I couldn't imagine what the purpose of that machine could be but I recognized the feel of the tattered soul that had called me through the halls. "Gods Above, not again." I moaned, curling into myself. Not again, please. I can't do this all over again.

The girl inside was about my age, maybe younger. She had shoulder length gold brown hair that curled in at the bottoms and golden skin. She had curves that were blossomed but her face still held that hint of youthfulness, of innocence… at least, that's what I saw beneath the scars.

The pain this girl radiated made me warm in the cold halls, as if the agony gave off a heat of its own. It had its own kind of heartbeat. I wanted to beat my hands into the ground and scream. Her pain called to me, begging for me to use my skills to bring her back.

But how could I save her, a stranger, when I couldn't even save a woman I loved?

It wasn't fair.

Damn it, it wasn't fair!

I had already failed once! I didn't want to try again! I didn't want to fail again!

"I can't save you! I'm not strong enough! Why can't you see that?!" I screamed at the girl in the tank, so full of rage and pain. How dare they ask me to try again. How dare she use her pain to call me here and make me feel like I had to save her. I was done trying to save other people. I couldn't even save myself.

"Leave me alone!"

My scream bounced off the marble and echoed through the cavernous halls, like a great stone tomb. I was breathing really hard and I no longer felt the cold. I was angry!

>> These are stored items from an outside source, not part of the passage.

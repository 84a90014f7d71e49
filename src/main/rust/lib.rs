pub mod application;
pub mod config;
pub mod domain;
pub mod infrastructure;

// Re-exports for convenience
pub use application::services::{
    CameraOrchestrator, CameraRegistry, EventDebouncer, IntercomController, LiveViewManager,
    RealtimeSignalingBridge,
};
pub use config::Config;
pub use domain::entities::{SessionState, StreamSession};
pub use domain::errors::{DomainError, Result};
pub use domain::ports::{
    CallEnded, CallEndedNotifier, MetricsReporter, ProcessExit, SessionOptions, TranscoderLauncher,
    TranscoderProcess, VendorCamera, VendorSession,
};
pub use domain::value_objects::{
    CameraEvent, CameraId, EndReason, MediaEndpoint, MediaStreamOptions, RefreshToken, RtcAvMessage,
    RtcSessionDescription, RtpDescription, SdpType, SensorFlag, SessionKind, SessionTimeouts, SrtpOptions,
    StreamHandle, TranscoderArgs, TranscoderInput, TranscoderSpec,
};
pub use infrastructure::http::{api_routes, serve};
pub use infrastructure::metrics::{metrics_routes, PrometheusReporter};
pub use infrastructure::network::PortAllocator;
pub use infrastructure::process::FfmpegLauncher;
pub use infrastructure::simulated::{SimulatedCamera, SimulatedSession};
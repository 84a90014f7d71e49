mod audio_relay;
mod port_allocator;

pub use audio_relay::AudioRelay;
pub use port_allocator::{PortAllocator, ReservedUdpPort, SingleClientListener};
use std::net::SocketAddr;
use std::sync::Arc;

use async_trait::async_trait;
use tokio::sync::watch;

use crate::domain::errors::Result;
use crate::domain::value_objects::{CameraId, RtpDescription, SrtpOptions, TranscoderSpec};

#[derive(Debug, Clone, Copy, Default, PartialEq, Eq)]
pub struct SessionOptions {
    /// Skip the vendor client's own transcoder availability probe
    pub skip_transcoder_check: bool,
}

/// Port for a vendor cloud camera
#[async_trait]
pub trait VendorCamera: Send + Sync {
    fn id(&self) -> &CameraId;

    /// Create a SIP-style session; nothing is negotiated until `VendorSession::start`
    async fn create_session(&self, options: SessionOptions) -> Result<Arc<dyn VendorSession>>;

    /// Forward a peer-connection offer and return the vendor's answer SDP
    async fn start_realtime_session(&self, session_id: &str, offer_sdp: &str) -> Result<String>;

    async fn end_realtime_session(&self, session_id: &str) -> Result<()>;

    async fn snapshot(&self) -> Result<Vec<u8>>;

    fn has_light(&self) -> bool {
        false
    }

    async fn set_light(&self, on: bool) -> Result<()>;
}

/// Port for one vendor call
#[async_trait]
pub trait VendorSession: Send + Sync {
    fn id(&self) -> &str;

    /// Establish the call and return the remote media description
    async fn start(&self) -> Result<RtpDescription>;

    async fn reserve_port(&self, count: u16) -> Result<u16>;

    /// Build transcoder input for this call; pure
    fn prepare_transcoder(
        &self,
        include_video: bool,
        extra_args: &[String],
        description: &RtpDescription,
        audio_port: u16,
        video_port: u16,
        handoff_url: &str,
    ) -> TranscoderSpec;

    /// Request vendor-side teardown; must be a no-op after the first call
    async fn stop(&self);

    async fn activate_speaker(&self) -> Result<()>;

    /// Send one already-encrypted RTP datagram into the call
    async fn send_audio(&self, datagram: &[u8], destination: SocketAddr) -> Result<()>;

    /// Local SRTP parameters for audio sent towards the camera
    fn audio_srtp(&self) -> SrtpOptions;

    /// Completes when the vendor reports the call over, including after `stop`
    fn call_ended(&self) -> CallEnded;
}

/// Sending half of a call's end-of-call signal, held by the vendor session
#[derive(Debug)]
pub struct CallEndedNotifier(watch::Sender<bool>);

impl CallEndedNotifier {
    pub fn notify(&self) {
        self.0.send_replace(true);
    }

    pub fn subscribe(&self) -> CallEnded {
        CallEnded(self.0.subscribe())
    }
}

/// Receiving half of a call's end-of-call signal; cloneable, late subscribers see a past end
#[derive(Debug, Clone)]
pub struct CallEnded(watch::Receiver<bool>);

impl CallEnded {
    pub fn channel() -> (CallEndedNotifier, CallEnded) {
        let (tx, rx) = watch::channel(false);
        (CallEndedNotifier(tx), CallEnded(rx))
    }

    pub fn has_ended(&self) -> bool {
        *self.0.borrow()
    }

    /// A dropped notifier counts as the call ending
    pub async fn wait(mut self) {
        let _ = self.0.wait_for(|ended| *ended).await;
    }
}
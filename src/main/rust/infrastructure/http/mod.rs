mod api_routes;

use std::future::Future;
use std::net::SocketAddr;
use std::sync::Arc;

use warp::Filter;

use crate::application::services::CameraRegistry;
use crate::infrastructure::metrics::metrics_routes;

pub use api_routes::api_routes;

/// Serve the camera API next to the metrics and health probes until `shutdown` resolves
pub async fn serve(
    addr: SocketAddr,
    registry: Arc<CameraRegistry>,
    shutdown: impl Future<Output = ()> + Send + 'static,
) -> Result<(), warp::Error> {
    // CORS configuration for browser access
    let cors = warp::cors()
        .allow_any_origin()
        .allow_methods(vec!["GET", "POST", "PUT", "DELETE", "OPTIONS"])
        .allow_headers(vec!["Content-Type"]);

    let routes = metrics_routes()
        .or(api_routes(registry))
        .with(cors)
        .with(warp::trace::request());

    let (bound, server) = warp::serve(routes).try_bind_with_graceful_shutdown(addr, shutdown)?;
    tracing::info!("HTTP server listening on {}", bound);

    server.await;
    tracing::info!("HTTP server stopped");
    Ok(())
}
use warp::{Filter, Rejection, Reply};

use super::PrometheusReporter;

const SERVICE_NAME: &str = "pipeline-doorbell";

/// Health check response structure
#[derive(serde::Serialize)]
struct HealthResponse {
    status: &'static str,
    service: &'static str,
    version: &'static str,
}

/// `/metrics`, `/health`, `/livez` and `/readyz`
pub fn metrics_routes() -> impl Filter<Extract = (impl Reply,), Error = Rejection> + Clone {
    let metrics_route = warp::path!("metrics").and(warp::get()).map(|| {
        let body = PrometheusReporter::gather_metrics();
        warp::reply::with_header(body, "content-type", "text/plain; version=0.0.4; charset=utf-8")
    });

    let health_route = warp::path!("health").and(warp::get()).map(|| {
        let response = HealthResponse {
            status: "healthy",
            service: SERVICE_NAME,
            version: env!("CARGO_PKG_VERSION"),
        };
        warp::reply::json(&response)
    });

    // Liveness probe endpoint (minimal check - is the process running?)
    let liveness_route = warp::path!("livez")
        .and(warp::get())
        .map(|| warp::reply::with_status("OK", warp::http::StatusCode::OK));

    // Readiness probe endpoint (can the service accept traffic?)
    let readiness_route = warp::path!("readyz").and(warp::get()).map(|| {
        let response = HealthResponse {
            status: "ready",
            service: SERVICE_NAME,
            version: env!("CARGO_PKG_VERSION"),
        };
        warp::reply::json(&response)
    });

    metrics_route
        .or(health_route)
        .or(liveness_route)
        .or(readiness_route)
}
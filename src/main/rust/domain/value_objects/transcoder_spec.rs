/// Transcoder invocation prepared by the vendor session for one live view
#[derive(Debug, Clone, PartialEq, Eq)]
pub struct TranscoderSpec {
    input_arguments: Vec<String>,
    input_sdp_lines: Vec<String>,
}

impl TranscoderSpec {
    pub fn new(input_arguments: Vec<String>, input_sdp_lines: Vec<String>) -> Self {
        Self {
            input_arguments,
            input_sdp_lines,
        }
    }

    pub fn input_arguments(&self) -> &[String] {
        &self.input_arguments
    }

    pub fn input_sdp_lines(&self) -> &[String] {
        &self.input_sdp_lines
    }

    /// Session description written to the handoff connection
    pub fn sdp_payload(&self) -> String {
        self.input_sdp_lines
            .iter()
            .filter(|line| !line.is_empty())
            .map(String::as_str)
            .collect::<Vec<_>>()
            .join("\n")
    }

    /// Drop the `-protocol_whitelist <value>` pair so the transcoder can read the handoff URL
    pub fn without_protocol_whitelist(mut self) -> Self {
        if let Some(index) = self
            .input_arguments
            .iter()
            .position(|arg| arg == "-protocol_whitelist")
        {
            let end = (index + 2).min(self.input_arguments.len());
            self.input_arguments.drain(index..end);
        }
        self.input_arguments.retain(|arg| !arg.is_empty());
        self
    }
}
use std::fmt;

use serde::Serialize;

use super::CameraId;

/// Which signaling path owns a camera's session slot
#[derive(Debug, Clone, Copy, PartialEq, Eq, Hash, Serialize)]
#[serde(rename_all = "snake_case")]
pub enum SessionKind {
    LiveView,
    Realtime,
}

impl SessionKind {
    pub fn as_str(&self) -> &'static str {
        match self {
            Self::LiveView => "live_view",
            Self::Realtime => "realtime",
        }
    }
}

impl fmt::Display for SessionKind {
    fn fmt(&self, f: &mut fmt::Formatter<'_>) -> fmt::Result {
        f.write_str(self.as_str())
    }
}

/// Why a session left the slot
#[derive(Debug, Clone, Copy, PartialEq, Eq, Serialize)]
#[serde(rename_all = "snake_case")]
pub enum EndReason {
    /// Explicit stop request
    Stopped,
    /// A newer session request took the slot
    Replaced,
    /// No refresh arrived within the idle window
    IdleExpired,
    /// The vendor reported the call as over
    CallEnded,
    /// The camera is being torn down
    Shutdown,
}

impl EndReason {
    pub fn as_str(&self) -> &'static str {
        match self {
            Self::Stopped => "stopped",
            Self::Replaced => "replaced",
            Self::IdleExpired => "idle_expired",
            Self::CallEnded => "call_ended",
            Self::Shutdown => "shutdown",
        }
    }
}

impl fmt::Display for EndReason {
    fn fmt(&self, f: &mut fmt::Formatter<'_>) -> fmt::Result {
        f.write_str(self.as_str())
    }
}

#[derive(Debug, Clone, Copy, PartialEq, Eq, Hash, Serialize)]
#[serde(rename_all = "snake_case")]
pub enum SensorFlag {
    Motion,
    /// Doorbell press, exposed as the camera's binary state
    Doorbell,
}

impl SensorFlag {
    pub fn as_str(&self) -> &'static str {
        match self {
            Self::Motion => "motion",
            Self::Doorbell => "doorbell",
        }
    }
}

/// Informational notification published to observers
#[derive(Debug, Clone, PartialEq, Eq, Serialize)]
#[serde(tag = "type", rename_all = "snake_case")]
pub enum CameraEvent {
    SensorChanged {
        camera_id: CameraId,
        flag: SensorFlag,
        active: bool,
    },
    BatteryLevel {
        camera_id: CameraId,
        level: u8,
    },
    SessionStarted {
        camera_id: CameraId,
        kind: SessionKind,
    },
    SessionEnded {
        camera_id: CameraId,
        kind: SessionKind,
        reason: EndReason,
    },
}

impl CameraEvent {
    pub fn camera_id(&self) -> &CameraId {
        match self {
            Self::SensorChanged { camera_id, .. }
            | Self::BatteryLevel { camera_id, .. }
            | Self::SessionStarted { camera_id, .. }
            | Self::SessionEnded { camera_id, .. } => camera_id,
        }
    }
}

How could they do this to me? The tears that wouldn't be held back fell, hot and salty against my cheeks. How could they do this to me again? Hadn't I done enough?

The girl shifted inside her tank, flinched as if I had struck her.

I sniffed and rubbed the back of my head across my eyes as I sat on my feet, trying to control my unruly emotions. It wasn't this girl's fault. She had no idea I was here, had no clue that her pain was calling me like a bee to nectar. She didn't know that the sight of the stupid tank would cause me such debilitating pain.

I knew better than to scream at an innocent victim. Of course, I knew better.

Slowly, I dragged myself off the floor, leaning on Orchid for strength. Unwilling, yet unable to stop myself, I limped toward the machine and towards the girl.

She wore only a white breast band and white shorts that made her golden skin seem much darker. I saw tubes going into her that gave her fluids and nutrients since they couldn't give her food. The awful scars on her face were like nothing I had ever seen before. They were dark and malignant and almost… splattered across her face, centering on her left eye. Poor soul, I thought aching for her.

She felt so broken.

"H-Hello. I'm Dahlia." I said, hesitantly. I could feel her attune slightly to the sound of my voice. "I'm… sorry if I'm disturbing you… I just felt your pain… who are you?" I said, getting steadily closer to the tank.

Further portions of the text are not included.